I would suggest that the most significant change concerns the prevalent form of celebration, or “shape” of the Tridentine Mass. The preliminary section of the 1570 missal includes a “Rite to be observed in the celebration of Mass” (Ritus servandus in celebratione Missae). This Ritus servandus is based on the second edition of Burchard’s Ordo Missae, which was written for the said (rather than sung) Mass of a priest with the assistance of one or more servers (missa lecta or low Mass). The Ritus servandus also contains ceremonial instructions for the solemn Mass with deacon and subdeacon, and the missal itself offers musical notation for the parts of the rite that are to be sung, including the intonations of the Gloria and Credo, the prefaces, the Lord’s Prayer, and the dismissal. However, it could be argued that the Ritus servandus accelerates the shift, which began with the 13th-century Franciscan ordinal Indutus planeta, towards an understanding that the ceremonial forms of the Mass were, as Anthony Chadwick has aptly put it, “based on low Mass rather than low Mass being a reduction of the normative pontifical Mass, from which the solemn form with deacon and subdeacon is also a reduction.”5
This shift had far-reaching consequences for the experience of the Mass on the part of the laity and, in the centuries after Trent, the question of liturgical participation became more urgent.
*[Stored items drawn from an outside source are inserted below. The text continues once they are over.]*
//! Token supply and refresh seams for the transport
//!
//! The transport never owns a token. It asks an [`AccessTokenProvider`] for
//! the current one before every attempt, and asks a [`RefreshHandler`] for a
//! new one when the server reports expiry.

use std::fmt;
use std::future::Future;
use std::sync::Arc;

use async_trait::async_trait;
use tanda_common::auth::TokenStore;

use super::errors::ApiError;

/// Trait for providing access tokens
///
/// This trait allows dependency injection and testing with mock providers.
#[async_trait]
pub trait AccessTokenProvider: Send + Sync {
    /// Current bearer token, or `None` to send the request unauthenticated.
    async fn access_token(&self) -> Option<String>;
}

/// Reads the token from a [`TokenStore`] on every call.
#[derive(Clone)]
pub struct StoreTokenProvider {
    store: Arc<dyn TokenStore>,
}

impl StoreTokenProvider {
    pub fn new(store: Arc<dyn TokenStore>) -> Self {
        Self { store }
    }
}

impl fmt::Debug for StoreTokenProvider {
    fn fmt(&self, f: &mut fmt::Formatter<'_>) -> fmt::Result {
        f.debug_struct("StoreTokenProvider").finish_non_exhaustive()
    }
}

#[async_trait]
impl AccessTokenProvider for StoreTokenProvider {
    async fn access_token(&self) -> Option<String> {
        self.store.get_token().await
    }
}

/// Fixed token, for service accounts and tests.
#[derive(Clone)]
pub struct StaticTokenProvider {
    token: String,
}

impl StaticTokenProvider {
    pub fn new(token: impl Into<String>) -> Self {
        Self { token: token.into() }
    }
}

impl fmt::Debug for StaticTokenProvider {
    fn fmt(&self, f: &mut fmt::Formatter<'_>) -> fmt::Result {
        f.debug_struct("StaticTokenProvider").field("token", &"<redacted>").finish()
    }
}

#[async_trait]
impl AccessTokenProvider for StaticTokenProvider {
    async fn access_token(&self) -> Option<String> {
        Some(self.token.clone())
    }
}

/// Obtains a fresh token after the server reported expiry.
///
/// Implementations must not route through a transport that itself has a
/// refresh handler, or an expired refresh call would recurse.
#[async_trait]
pub trait RefreshHandler: Send + Sync {
    /// `Ok(Some(token))` on success; `Ok(None)` when no session can be
    /// refreshed. Either a `None` or an error ends the retry.
    async fn refresh(&self) -> Result<Option<String>, ApiError>;
}

/// Adapts an async closure into a [`RefreshHandler`].
pub struct RefreshFn<F> {
    f: F,
}

/// Build a [`RefreshHandler`] from a closure returning a future.
pub fn refresh_fn<F, Fut>(f: F) -> RefreshFn<F>
where
    F: Fn() -> Fut + Send + Sync,
    Fut: Future<Output = Result<Option<String>, ApiError>> + Send,
{
    RefreshFn { f }
}

#[async_trait]
impl<F, Fut> RefreshHandler for RefreshFn<F>
where
    F: Fn() -> Fut + Send + Sync,
    Fut: Future<Output = Result<Option<String>, ApiError>> + Send,
{
    async fn refresh(&self) -> Result<Option<String>, ApiError> {
        (self.f)().await
    }
}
The next installment of this series will look at this development and also consider the complex reception of the Tridentine liturgical books in various countries.
Click here to read previous entries in this series.
Footnotes
- Missale Romanum: Editio Princeps (1570), ed. Manlio Sodi and Achille Maria Triacca, Monumenta Liturgica Concilii Tridentini 2 (Vatican City: Libreria Editrice Vaticana, 1998).
- See Hubertus R. Drobner, The Fathers of the Church: A Comprehensive Introduction, trans. Siegfried R. Schatzmann (Grand Rapids, MI: Baker Academic, 2007), 3–5.
- Johann Burchard, Ordo Missae (Rome: Johannes Besicken, 1502); also available in Tracts on the Mass, ed. John Wickham Legg, Henry Bradshaw Society 27 (London: Harrison, 1904), 121–174.
- See Amato Pietro Frutaz, “Contributo alla storia della riforma del Messale promulgato da san Pio V nel 1570,” in Problemi di vita religiosa in Italia nel Cinquecento: Atti del Convegno di storia della Chiesa in Italia (Bologna, 2-6 sett. 1958), Italia Sacra 2 (Padova; Editrice Antenore, 1960), 187–214, 211–212.
- Anthony Chadwick, “The Roman Missal of the Council of Trent,” in T&T Clark Companion to Liturgy, ed. Alcuin Reid (London: Bloomsbury T&T Clark, 2016), 107–131, 108–109.